In this problem, I was given the follow mapping
U = {0, 1, 2, 3, 4, 5, 6, 7} to {0, 1}
From this, there is an explicit universal hashing function that must be derived, with the hint that this can be done with a set of 4 functions. Unfortunately, despite searching through articles on how to do this, I am still confused. Any help in understanding how to find this hashing function and moving towards the right direction is greatly appreciated!
EDIT:
After some deliberation, this is what I came up with; would this be correct?
0 1 2 3 4 5 6 7
---------------------------
h1 | 1 1 0 0 0 0 0 0
h2 | 0 0 1 1 0 0 0 0
h3 | 0 0 0 0 1 1 0 0
h4 | 0 0 0 0 0 0 1 1
Using the definition from Wikipedia:
A family of functions H = {h: U → [m]} is called a universal family if, ∀ x,y ∈ U, x ≠ y : Prh∈H[h(x) = h(y)] ≤ 1/m.
In your case, this means that for any two values x and y in the set {0, 1, 2, 3, 4, 5, 6, 7}, at most two of your four hash functions can map them to the same bit.
Your suggestion:
0 1 2 3 4 5 6 7
---------------------------
h1 | 1 1 0 0 0 0 0 0
h2 | 0 0 1 1 0 0 0 0
h3 | 0 0 0 0 1 1 0 0
h4 | 0 0 0 0 0 0 1 1
does not work, because there are four pairs (x, y) — namely (0,1), (2,3), (4,5), and (6,7) — where all four hash functions map them to the same bit.

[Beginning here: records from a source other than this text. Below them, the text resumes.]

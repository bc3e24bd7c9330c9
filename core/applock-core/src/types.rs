//! Shared DTOs for detection, decisions and backend selection.
//! Prefer additive changes to keep the Kotlin bindings stable.

use chrono::{DateTime, Utc};
use serde::{Deserialize, Serialize};

/// Android package name, e.g. `com.example.mail`.
pub type PackageId = String;

/// Detection strategies the user can pick from in settings.
#[derive(
    Debug, Clone, Copy, PartialEq, Eq, Hash, uniffi::Enum, Serialize, Deserialize, Default,
)]
#[serde(rename_all = "snake_case")]
pub enum BackendChoice {
    #[default]
    Accessibility,
    UsageStats,
    ProcessObserver,
}

impl BackendChoice {
    pub fn id(&self) -> &'static str {
        match self {
            Self::Accessibility => "accessibility",
            Self::UsageStats => "usage_stats",
            Self::ProcessObserver => "process_observer",
        }
    }

    /// Parses a persisted backend id, including the legacy upper-case and
    /// `shizuku` spellings. Unknown values fall back to accessibility, which
    /// every install can run.
    pub fn from_id(value: &str) -> Self {
        match value.trim().to_ascii_lowercase().as_str() {
            "usage_stats" | "usagestats" => Self::UsageStats,
            "process_observer" | "processobserver" | "shizuku" => Self::ProcessObserver,
            _ => Self::Accessibility,
        }
    }
}

impl std::fmt::Display for BackendChoice {
    fn fmt(&self, f: &mut std::fmt::Formatter<'_>) -> std::fmt::Result {
        write!(f, "{}", self.id())
    }
}

/// Which detector produced a [`DetectionEvent`].
#[derive(Debug, Clone, Copy, PartialEq, Eq, Hash, uniffi::Enum, Serialize, Deserialize)]
#[serde(rename_all = "snake_case")]
pub enum DetectionSource {
    Accessibility,
    UsageStats,
    ProcessObserver,
}

impl DetectionSource {
    pub fn backend(&self) -> BackendChoice {
        match self {
            Self::Accessibility => BackendChoice::Accessibility,
            Self::UsageStats => BackendChoice::UsageStats,
            Self::ProcessObserver => BackendChoice::ProcessObserver,
        }
    }
}

impl From<BackendChoice> for DetectionSource {
    fn from(backend: BackendChoice) -> Self {
        match backend {
            BackendChoice::Accessibility => Self::Accessibility,
            BackendChoice::UsageStats => Self::UsageStats,
            BackendChoice::ProcessObserver => Self::ProcessObserver,
        }
    }
}

impl std::fmt::Display for DetectionSource {
    fn fmt(&self, f: &mut std::fmt::Formatter<'_>) -> std::fmt::Result {
        write!(f, "{}", self.backend().id())
    }
}

/// Whether a biometric challenge is outstanding.
#[derive(Debug, Clone, Copy, PartialEq, Eq, uniffi::Enum, Serialize, Deserialize)]
#[serde(rename_all = "snake_case")]
pub enum BiometricPhase {
    Idle,
    AuthInProgress,
}

/// A single "this package is in the foreground" observation.
///
/// Produced per detector cycle and consumed immediately by the decision
/// engine. Never persisted.
#[derive(Debug, Clone, PartialEq, Eq, Serialize, Deserialize)]
pub struct DetectionEvent {
    pub package_id: PackageId,
    pub timestamp: DateTime<Utc>,
    pub source: DetectionSource,
    /// Package detected in the previous cycle. Display/diagnostics only.
    #[serde(default)]
    pub triggering_package: Option<PackageId>,
}

impl DetectionEvent {
    pub fn new(
        package_id: impl Into<PackageId>,
        timestamp: DateTime<Utc>,
        source: DetectionSource,
    ) -> Self {
        Self {
            package_id: package_id.into(),
            timestamp,
            source,
            triggering_package: None,
        }
    }

    pub fn with_triggering(mut self, triggering: Option<PackageId>) -> Self {
        self.triggering_package = triggering.filter(|value| !value.is_empty());
        self
    }
}

/// Picks the effective foreground event out of a batch: the latest
/// timestamp wins, and among equal timestamps the later-arriving entry.
pub fn latest_event<T, F>(items: impl IntoIterator<Item = T>, timestamp: F) -> Option<T>
where
    F: Fn(&T) -> DateTime<Utc>,
{
    items.into_iter().fold(None, |best, item| match best {
        Some(current) if timestamp(&current) > timestamp(&item) => Some(current),
        _ => Some(item),
    })
}

/// Outcome of a single decision cycle.
#[derive(Debug, Clone, PartialEq, Eq, Serialize, Deserialize)]
#[serde(tag = "action", content = "package", rename_all = "snake_case")]
pub enum LockAction {
    Ignore,
    /// Schedule the debounced home-screen clear.
    ClearState,
    ShowOverlay(PackageId),
    RefreshOverlay(PackageId),
    GrantGraceUnlock(PackageId),
}

impl LockAction {
    pub fn package(&self) -> Option<&str> {
        match self {
            Self::Ignore | Self::ClearState => None,
            Self::ShowOverlay(pkg) | Self::RefreshOverlay(pkg) | Self::GrantGraceUnlock(pkg) => {
                Some(pkg)
            }
        }
    }
}

/// A [`LockAction`] plus the state mutations that accompany it.
#[derive(Debug, Clone, PartialEq, Eq, Serialize, Deserialize)]
pub struct Decision {
    pub action: LockAction,
    /// Package whose temporary unlock this event invalidates.
    #[serde(default, skip_serializing_if = "Option::is_none")]
    pub invalidates: Option<PackageId>,
    /// Package whose expired unlock timestamp should be purged.
    #[serde(default, skip_serializing_if = "Option::is_none")]
    pub expires: Option<PackageId>,
}

impl Decision {
    pub fn new(action: LockAction) -> Self {
        Self {
            action,
            invalidates: None,
            expires: None,
        }
    }
}

impl From<LockAction> for Decision {
    fn from(action: LockAction) -> Self {
        Decision::new(action)
    }
}
//! Drives the lock engine from a JSON-lines script in virtual time.
//!
//! Each non-blank line is one step:
//!
//! ```text
//! {"step": "settings", "locked_apps": ["com.example.bank"], "unlock_grace_minutes": 5}
//! {"step": "detect", "package": "com.example.bank"}
//! {"step": "submit", "package": "com.example.bank", "secret": "2580"}
//! {"step": "advance", "millis": 3000}
//! {"step": "snapshot"}
//! ```
//!
//! One JSON line is written per step with the decision, any overlay
//! commands it caused, and the virtual time it ran at. Lines starting
//! with `#` are comments.

use applock_core::{
    AppLockError, Clock, Decision, DetectionEvent, DetectionSource, EngineConfig, LockEngine,
    LockState, LockStateSnapshot, ManualClock, ManualScheduler, MemoryRegistry, OverlayCommand,
    RecordingPresenter, RegistryData,
};
use chrono::{DateTime, Duration, Utc};
use serde::{Deserialize, Serialize};
use std::io::{BufRead, Write};
use std::sync::Arc;
use thiserror::Error;

#[derive(Error, Debug)]
pub enum ReplayError {
    #[error("IO error: {0}")]
    Io(#[from] std::io::Error),

    #[error("Line {line}: {source}")]
    Parse {
        line: usize,
        source: serde_json::Error,
    },

    #[error("Line {line}: {source}")]
    Step { line: usize, source: AppLockError },

    #[error("Failed to encode output: {0}")]
    Encode(serde_json::Error),
}

fn default_source() -> DetectionSource {
    DetectionSource::Accessibility
}

#[derive(Debug, Clone, Deserialize)]
#[serde(tag = "step", rename_all = "snake_case")]
pub enum Step {
    /// Replaces the registry contents.
    Settings(RegistryData),
    /// The host resolved `package` as the foreground app.
    Detect {
        package: String,
        #[serde(default = "default_source")]
        source: DetectionSource,
        #[serde(default)]
        triggering: Option<String>,
    },
    /// The lock screen accepted a credential for `package`.
    Credential { package: String },
    /// The user typed `secret` into the lock screen.
    Submit { package: String, secret: String },
    BiometricStarted,
    BiometricFinished { success: bool },
    Dismissed,
    Unprotected { package: String },
    /// Moves the virtual clock and runs any due delayed tasks.
    Advance { millis: u64 },
    Snapshot,
}

impl Step {
    fn name(&self) -> &'static str {
        match self {
            Self::Settings(_) => "settings",
            Self::Detect { .. } => "detect",
            Self::Credential { .. } => "credential",
            Self::Submit { .. } => "submit",
            Self::BiometricStarted => "biometric_started",
            Self::BiometricFinished { .. } => "biometric_finished",
            Self::Dismissed => "dismissed",
            Self::Unprotected { .. } => "unprotected",
            Self::Advance { .. } => "advance",
            Self::Snapshot => "snapshot",
        }
    }
}

#[derive(Debug, Clone, Serialize)]
pub struct StepOutput {
    pub line: usize,
    pub step: &'static str,
    pub at: DateTime<Utc>,
    #[serde(skip_serializing_if = "Option::is_none")]
    pub decision: Option<Decision>,
    #[serde(skip_serializing_if = "Option::is_none")]
    pub accepted: Option<bool>,
    #[serde(skip_serializing_if = "Option::is_none")]
    pub unlocked: Option<String>,
    #[serde(skip_serializing_if = "Option::is_none")]
    pub tasks_run: Option<usize>,
    #[serde(skip_serializing_if = "Option::is_none")]
    pub snapshot: Option<LockStateSnapshot>,
    #[serde(skip_serializing_if = "Vec::is_empty")]
    pub overlay: Vec<OverlayCommand>,
}

impl StepOutput {
    fn new(line: usize, step: &'static str, at: DateTime<Utc>) -> Self {
        Self {
            line,
            step,
            at,
            decision: None,
            accepted: None,
            unlocked: None,
            tasks_run: None,
            snapshot: None,
            overlay: Vec::new(),
        }
    }
}

pub struct Replay {
    engine: LockEngine,
    registry: Arc<MemoryRegistry>,
    presenter: Arc<RecordingPresenter>,
    scheduler: Arc<ManualScheduler>,
    clock: Arc<ManualClock>,
}

impl Replay {
    pub fn new(registry: RegistryData, config: EngineConfig, start: DateTime<Utc>) -> Self {
        let registry = Arc::new(MemoryRegistry::from_data(registry));
        let presenter = Arc::new(RecordingPresenter::new());
        let scheduler = Arc::new(ManualScheduler::new());
        let clock = Arc::new(ManualClock::new(start));
        let engine = LockEngine::new(
            Arc::new(LockState::new()),
            registry.clone(),
            presenter.clone(),
            scheduler.clone(),
            clock.clone(),
            Arc::new(config),
        );
        Self {
            engine,
            registry,
            presenter,
            scheduler,
            clock,
        }
    }

    pub fn apply(&self, line: usize, step: Step) -> Result<StepOutput, ReplayError> {
        let mut output = StepOutput::new(line, step.name(), self.clock.now());

        match step {
            Step::Settings(data) => self.registry.replace(data),
            Step::Detect {
                package,
                source,
                triggering,
            } => {
                if package.trim().is_empty() {
                    return Err(ReplayError::Step {
                        line,
                        source: AppLockError::BlankPackage,
                    });
                }
                let event = DetectionEvent::new(package, self.clock.now(), source)
                    .with_triggering(triggering);
                output.decision = Some(self.engine.process(&event));
            }
            Step::Credential { package } => self.engine.on_credential_accepted(&package),
            Step::Submit { package, secret } => {
                output.accepted = Some(self.engine.submit_credential(&package, &secret));
            }
            Step::BiometricStarted => self.engine.on_biometric_started(),
            Step::BiometricFinished { success } => {
                output.unlocked = self.engine.on_biometric_finished(success);
            }
            Step::Dismissed => self.engine.on_dismissed(),
            Step::Unprotected { package } => self.engine.on_app_unprotected(&package),
            Step::Advance { millis } => {
                self.clock.advance(Duration::milliseconds(millis as i64));
                output.at = self.clock.now();
                output.tasks_run = Some(
                    self.scheduler
                        .advance(std::time::Duration::from_millis(millis)),
                );
            }
            Step::Snapshot => output.snapshot = Some(self.engine.state().snapshot()),
        }

        output.overlay = self.presenter.take_commands();
        Ok(output)
    }

    /// Runs every step in `input`, writing one JSON line per step to
    /// `output`. Returns the number of steps run.
    pub fn run<R: BufRead, W: Write>(&self, input: R, mut output: W) -> Result<usize, ReplayError> {
        let mut steps = 0;
        for (index, text) in input.lines().enumerate() {
            let text = text?;
            let trimmed = text.trim();
            if trimmed.is_empty() || trimmed.starts_with('#') {
                continue;
            }

            let line = index + 1;
            let step: Step = serde_json::from_str(trimmed)
                .map_err(|source| ReplayError::Parse { line, source })?;
            tracing::debug!(line, step = step.name(), "Replaying step");

            let result = self.apply(line, step)?;
            serde_json::to_writer(&mut output, &result).map_err(ReplayError::Encode)?;
            writeln!(output)?;
            steps += 1;
        }
        output.flush()?;
        Ok(steps)
    }
}

#[cfg(test)]
mod tests {
    use super::*;
    use applock_core::LockAction;
    use chrono::TimeZone;

    fn replay(registry: RegistryData) -> Replay {
        Replay::new(
            registry,
            EngineConfig::default(),
            Utc.with_ymd_and_hms(2026, 1, 1, 0, 0, 0).unwrap(),
        )
    }

    fn locked(grace: u32) -> RegistryData {
        RegistryData {
            locked_apps: ["com.example.bank".to_string()].into_iter().collect(),
            credential: Some("2580".to_string()),
            unlock_grace_minutes: grace,
            ..RegistryData::default()
        }
    }

    fn run(replay: &Replay, script: &str) -> Vec<serde_json::Value> {
        let mut out = Vec::new();
        replay.run(script.as_bytes(), &mut out).unwrap();
        String::from_utf8(out)
            .unwrap()
            .lines()
            .map(|line| serde_json::from_str(line).unwrap())
            .collect()
    }

    #[test]
    fn parses_every_step_kind() {
        let steps = [
            r#"{"step":"settings","locked_apps":["a.b"]}"#,
            r#"{"step":"detect","package":"a.b","source":"usage_stats"}"#,
            r#"{"step":"credential","package":"a.b"}"#,
            r#"{"step":"submit","package":"a.b","secret":"x"}"#,
            r#"{"step":"biometric_started"}"#,
            r#"{"step":"biometric_finished","success":false}"#,
            r#"{"step":"dismissed"}"#,
            r#"{"step":"unprotected","package":"a.b"}"#,
            r#"{"step":"advance","millis":10}"#,
            r#"{"step":"snapshot"}"#,
        ];
        for text in steps {
            let step: Step = serde_json::from_str(text).unwrap();
            assert!(text.contains(step.name()));
        }
    }

    #[test]
    fn detect_defaults_to_accessibility_source() {
        let step: Step = serde_json::from_str(r#"{"step":"detect","package":"a.b"}"#).unwrap();
        assert!(matches!(
            step,
            Step::Detect {
                source: DetectionSource::Accessibility,
                triggering: None,
                ..
            }
        ));
    }

    #[test]
    fn show_submit_then_ignore() {
        let r = replay(locked(0));
        let lines = run(
            &r,
            r#"
            # lock screen round trip
            {"step":"detect","package":"com.example.bank"}
            {"step":"submit","package":"com.example.bank","secret":"2580"}
            {"step":"detect","package":"com.example.bank"}
            "#,
        );

        assert_eq!(lines.len(), 3);
        assert_eq!(lines[0]["decision"]["action"], "show_overlay");
        assert_eq!(lines[0]["overlay"][0]["command"], "show");
        assert_eq!(lines[1]["accepted"], true);
        assert_eq!(lines[2]["decision"]["action"], "ignore");
        assert!(lines[2].get("overlay").is_none());
    }

    #[test]
    fn advance_runs_debounced_home_clear() {
        let r = replay(locked(0));
        r.apply(1, Step::Credential {
            package: "com.example.bank".to_string(),
        })
        .unwrap();

        let lines = run(
            &r,
            r#"{"step":"detect","package":"com.android.launcher3"}
{"step":"advance","millis":3000}
{"step":"detect","package":"com.example.bank"}"#,
        );
        assert_eq!(lines[0]["decision"]["action"], "clear_state");
        assert_eq!(lines[1]["tasks_run"], 1);
        assert_eq!(lines[2]["decision"]["action"], "show_overlay");
    }

    #[test]
    fn settings_step_changes_grace() {
        let r = replay(locked(0));
        r.apply(1, Step::Credential {
            package: "com.example.bank".to_string(),
        })
        .unwrap();
        r.apply(2, Step::Settings(locked(5))).unwrap();
        r.apply(3, Step::Detect {
            package: "com.example.notes".to_string(),
            source: DetectionSource::UsageStats,
            triggering: None,
        })
        .unwrap();
        r.apply(4, Step::Advance { millis: 60_000 }).unwrap();

        let out = r
            .apply(5, Step::Detect {
                package: "com.example.bank".to_string(),
                source: DetectionSource::UsageStats,
                triggering: None,
            })
            .unwrap();
        assert_eq!(
            out.decision.map(|decision| decision.action),
            Some(LockAction::GrantGraceUnlock("com.example.bank".to_string()))
        );
    }

    #[test]
    fn bad_line_reports_its_number() {
        let r = replay(locked(0));
        let mut out = Vec::new();
        let err = r
            .run("\n{\"step\":\"detect\"}\n".as_bytes(), &mut out)
            .unwrap_err();
        assert!(matches!(err, ReplayError::Parse { line: 2, .. }));
    }

    #[test]
    fn blank_package_is_rejected() {
        let r = replay(locked(0));
        let err = r
            .apply(7, Step::Detect {
                package: " ".to_string(),
                source: DetectionSource::Accessibility,
                triggering: None,
            })
            .unwrap_err();
        assert!(matches!(err, ReplayError::Step { line: 7, .. }));
    }

    #[test]
    fn snapshot_reports_state() {
        let r = replay(locked(0));
        r.apply(1, Step::Credential {
            package: "com.example.bank".to_string(),
        })
        .unwrap();
        let out = r.apply(2, Step::Snapshot).unwrap();
        let snapshot = out.snapshot.unwrap();
        assert_eq!(
            snapshot.temporarily_unlocked_package.as_deref(),
            Some("com.example.bank")
        );
    }
}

Instead, here are some options that do work:
0 1 2 3 4 5 6 7
---------------------------
h1 | 0 0 0 0 1 1 1 1
h2 | 0 0 1 1 0 0 1 1
h3 | 0 1 0 1 0 1 0 1
h4 | 0 1 1 0 1 0 0 1
0 1 2 3 4 5 6 7
---------------------------
h1 | 0 0 0 1 0 1 1 1
h2 | 0 0 1 0 1 0 1 1
h3 | 0 1 0 0 1 1 0 1
h4 | 1 0 0 0 1 1 1 0